At some point there tends to be comedians that try to work their way off stereotypical jokes usually because they try to expand into a larger audience. Chris Rock for example, I heard in an interview that he stopped using the “n” in majority of his acts because he said “its too easy” to get a laugh out of people basically, and I could understand that, but then I realized that he was on a panel of three other white comedians, Jerry Seinfeld, Loius C.K., and Ricky Gervais. And I think its also interesting to note that his audience now has a great number of white people in it, compared to back in the day when he did specials like “Bigger and Blacker” where he was quick to play into a stereotype but it’d be for mostly black audiences. And then with his joke “Black people and Niggas” where he saw plenty white people would come up to him and use that joke just as an excuse to say “Nigga” to a black man assuming no consequences was, then he stopped telling that joke all together. And I see Kevin Hart is doing the same thing though I feel he’s still more in with the people he grew with, like he doesn’t forget the people that have been with him from the jump. But at some point, if he wants to get as big as Chris Rock then he might have to leave a few behind.

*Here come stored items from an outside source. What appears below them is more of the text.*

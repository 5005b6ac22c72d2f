//! # Settings Blob
//!
//! Win counters survive power-off in a small flat record:
//!
//! ```text
//! [4 bytes: magic "ANTS"]
//! [2 bytes: version]
//! [2 bytes: wins, player one]
//! [2 bytes: wins, player two]
//! [4 bytes: CRC32 of the above]
//! ```
//!
//! All integers are little-endian. A missing or damaged blob reads as fresh
//! settings.

use std::path::{Path, PathBuf};

use ants_shared::Player;

use crate::error::{RulesError, RulesResult};

/// Magic bytes identifying a settings blob.
const SETTINGS_MAGIC: &[u8; 4] = b"ANTS";

/// Current blob format version.
const SETTINGS_VERSION: u16 = 1;

/// Size of the blob in bytes.
pub const SETTINGS_BYTES: usize = 14;

/// Bytes covered by the checksum.
const CHECKED_BYTES: usize = SETTINGS_BYTES - 4;

/// Persistent settings.
#[derive(Clone, Copy, Debug, Default, PartialEq, Eq)]
pub struct Settings {
    wins: [u16; 2],
}

impl Settings {
    /// Games won by a player.
    #[inline]
    #[must_use]
    pub fn wins(&self, player: Player) -> u16 {
        self.wins[player.index()]
    }

    /// Counts a win.
    pub fn record_win(&mut self, player: Player) {
        let wins = &mut self.wins[player.index()];
        *wins = wins.saturating_add(1);
    }

    /// Encodes the blob.
    #[must_use]
    pub fn to_bytes(&self) -> [u8; SETTINGS_BYTES] {
        let mut out = [0u8; SETTINGS_BYTES];
        out[0..4].copy_from_slice(SETTINGS_MAGIC);
        out[4..6].copy_from_slice(&SETTINGS_VERSION.to_le_bytes());
        out[6..8].copy_from_slice(&self.wins[0].to_le_bytes());
        out[8..10].copy_from_slice(&self.wins[1].to_le_bytes());
        let crc = crc32fast::hash(&out[..CHECKED_BYTES]);
        out[CHECKED_BYTES..].copy_from_slice(&crc.to_le_bytes());
        out
    }

    /// Decodes and verifies a blob.
    pub fn from_bytes(data: &[u8]) -> RulesResult<Self> {
        let data: &[u8; SETTINGS_BYTES] = data
            .try_into()
            .map_err(|_| RulesError::CorruptSettings("wrong length"))?;
        if &data[0..4] != SETTINGS_MAGIC {
            return Err(RulesError::CorruptSettings("bad magic"));
        }
        let stored = u32::from_le_bytes([data[10], data[11], data[12], data[13]]);
        if crc32fast::hash(&data[..CHECKED_BYTES]) != stored {
            return Err(RulesError::CorruptSettings("checksum mismatch"));
        }
        if u16::from_le_bytes([data[4], data[5]]) != SETTINGS_VERSION {
            return Err(RulesError::CorruptSettings("unsupported version"));
        }
        Ok(Self {
            wins: [
                u16::from_le_bytes([data[6], data[7]]),
                u16::from_le_bytes([data[8], data[9]]),
            ],
        })
    }

    /// Loads from `store`, falling back to fresh settings when the blob is
    /// missing or damaged. Store I/O failures are still reported.
    pub fn load_or_default<S: SettingsStore + ?Sized>(store: &mut S) -> RulesResult<Self> {
        let Some(blob) = store.load()? else {
            return Ok(Self::default());
        };
        match Self::from_bytes(&blob) {
            Ok(settings) => Ok(settings),
            Err(err) => {
                tracing::warn!(%err, "settings blob rejected, starting fresh");
                Ok(Self::default())
            }
        }
    }

    /// Writes to `store`.
    pub fn save<S: SettingsStore + ?Sized>(&self, store: &mut S) -> RulesResult<()> {
        store.save(&self.to_bytes())
    }
}

/// Where the settings blob lives.
pub trait SettingsStore {
    /// Reads the blob, or `None` if nothing was ever saved.
    fn load(&mut self) -> RulesResult<Option<Vec<u8>>>;

    /// Replaces the blob.
    fn save(&mut self, blob: &[u8]) -> RulesResult<()>;
}

/// A blob kept in memory, as battery-backed RAM would.
#[derive(Clone, Debug, Default)]
pub struct MemoryStore {
    blob: Option<Vec<u8>>,
}

impl MemoryStore {
    /// An empty store.
    #[must_use]
    pub fn new() -> Self {
        Self::default()
    }

    /// A store holding `blob`.
    #[must_use]
    pub fn with_blob(blob: impl Into<Vec<u8>>) -> Self {
        Self {
            blob: Some(blob.into()),
        }
    }

    /// Raw contents.
    #[must_use]
    pub fn blob(&self) -> Option<&[u8]> {
        self.blob.as_deref()
    }
}

impl SettingsStore for MemoryStore {
    fn load(&mut self) -> RulesResult<Option<Vec<u8>>> {
        Ok(self.blob.clone())
    }

    fn save(&mut self, blob: &[u8]) -> RulesResult<()> {
        self.blob = Some(blob.to_vec());
        Ok(())
    }
}

/// A blob kept in a file.
#[derive(Clone, Debug)]
pub struct FileStore {
    path: PathBuf,
}

impl FileStore {
    /// A store backed by `path`. The file is created on first save.
    #[must_use]
    pub fn new(path: impl AsRef<Path>) -> Self {
        Self {
            path: path.as_ref().to_path_buf(),
        }
    }

    /// Backing file.
    #[must_use]
    pub fn path(&self) -> &Path {
        &self.path
    }
}

impl SettingsStore for FileStore {
    fn load(&mut self) -> RulesResult<Option<Vec<u8>>> {
        match std::fs::read(&self.path) {
            Ok(blob) => Ok(Some(blob)),
            Err(e) if e.kind() == std::io::ErrorKind::NotFound => Ok(None),
            Err(e) => Err(RulesError::SettingsIo(format!(
                "failed to read {}: {e}",
                self.path.display()
            ))),
        }
    }

    fn save(&mut self, blob: &[u8]) -> RulesResult<()> {
        std::fs::write(&self.path, blob).map_err(|e| {
            RulesError::SettingsIo(format!("failed to write {}: {e}", self.path.display()))
        })
    }
}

Comedians like Redd Fox and Richard Pryor, well known in the black community, big inspirations to black comedians, how many white comedians do you hear name them as inspirations? Now compare them to Bill Cosby. You see what I’m getting at?
But in the end, if something’s genuinely funny, then I laugh. Black comedians (and I’m just using black comedians as an example because I’m black, they are the comedians I know) can make fun of our community, we can make fun of ourselves and it not be detrimental to us as a people. But when whitey comes in and decides to fuck up the function, that’s when there are problems.